Und da ist wieder die Buchhandlung Brigitte Hermann in der Seidengasse in Wien. Eine der wenigen Buchhandlungen, die sich in Wien in den Siebziger- und Achtzigerjahren einer Gegenöffentlichkeit verpflichtet fühlte und zu einer legendären Institution wurde. Dort war der Platz für die Anderen, für die Aussenseiter, für die Ausgestossenen, politisch nicht Angepassten. Dort lernte ich die Antipsychiatrie des Franco Basaglia kennen, der in Görz und Triest gegen die Kultur in den Irrenanstalten kämpfte und aus ihnen offene Anstalten machte; dort erfuhr ich mehr über die Kritische Medizin eines Werner Vogt, der gegen den Nazi-Arzt Heinrich Gross kämpfte, der in den 60er und 70er Jahren als Gerichtspsychiater in Österreich tätig sein durfte; in der Buchhandlung Hermann erfuhr ich über die die Art Brut – Ausstellungen am Wiener Steinhof und die Arbeit des österreichischen Pschiaters Leo Navratil. Ich kaufte dort Bücher von Foucolt und Derrida. Einem schriftlichen Bericht der Buchhändlerin über die bewegte Zeit der 68er-Jahre folgend, lese ich:
Ich bin erst viel später wieder politisch aktiv geworden in der Gruppe „Demokratische Psychiatrie“, die sich mit den Ideen von Franco Basaglia auseinandersetzte. Das war eine politische Gruppe, zu der damals, nach dem Ende der Fraktionierungen, Leute aus den verschiedensten Gruppen hinzugestoßen sind, und in dieser Gruppe war ich zehn Jahre lang politisch aktiv. Dort habe ich mehr über Politik gelernt als je zuvor. Denn dieser Irrglaube, dem wir 68 angehangen sind, man müsse von allem
Erinnerungen von Brigitte Salanda, vulgo Herrmann an die 68er Bewegung. (Download pdf)
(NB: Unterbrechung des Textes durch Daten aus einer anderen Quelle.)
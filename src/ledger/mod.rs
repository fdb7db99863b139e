//! The backup ledger: the single source of truth for which backups exist

pub mod model;
pub mod store;

pub use model::{LedgerDocument, LedgerEntry, TOOL_VERSION};
pub use store::{BlobUpdate, Ledger};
etwas verstehen, man müsse wissen, welche Befreiungsbewegung in Hintertux die richtige Linie vertritt, der hat uns gehindert, etwas wirklich genau zu studieren. Für mich war es deshalb faszinierend, zu einer Frage zu arbeiten, die mir überschaubar ist und wo ich alle gesellschaftlichen Umfelder kenne. Nämlich die genaue Untersuchung, wie sind die Irrenhäuser, wie wird mit dem Wahnsinn umgegangen? Das war
für mich eine wirkliche Emanzipation.
Dem kann ich mich, auch aus heutiger Warte, nur anschliessen. Immer wieder kehre ich auf meinen Spaziergängen in die Psychiatrie von Wil zurück: entweder mit Hund, oder alleine. Ich besuche den dortigen Bioladen, den Eselhof, die Gärtnerei und trinke anschliessend im PatientInnencafe einen Schluck. Manchmal führe ich schräge Gespräche mit interessanten Menschen. Oft weiss ich nicht, wer verrückt oder normal oder einfach nur interessant ist. Ich bin gerne dort. Einfach, um mich wieder ein wenig zuhause zu fühlen, in meiner Vergangenheit und im eigenen Ver-rücktsein – auch wenn ich Schwyzerdütsch noch immer nicht gut verstehen kann.
Verrücktsein ist kein witz, sondern allermeist schrecklich.
Schräg sein dagegen hat was!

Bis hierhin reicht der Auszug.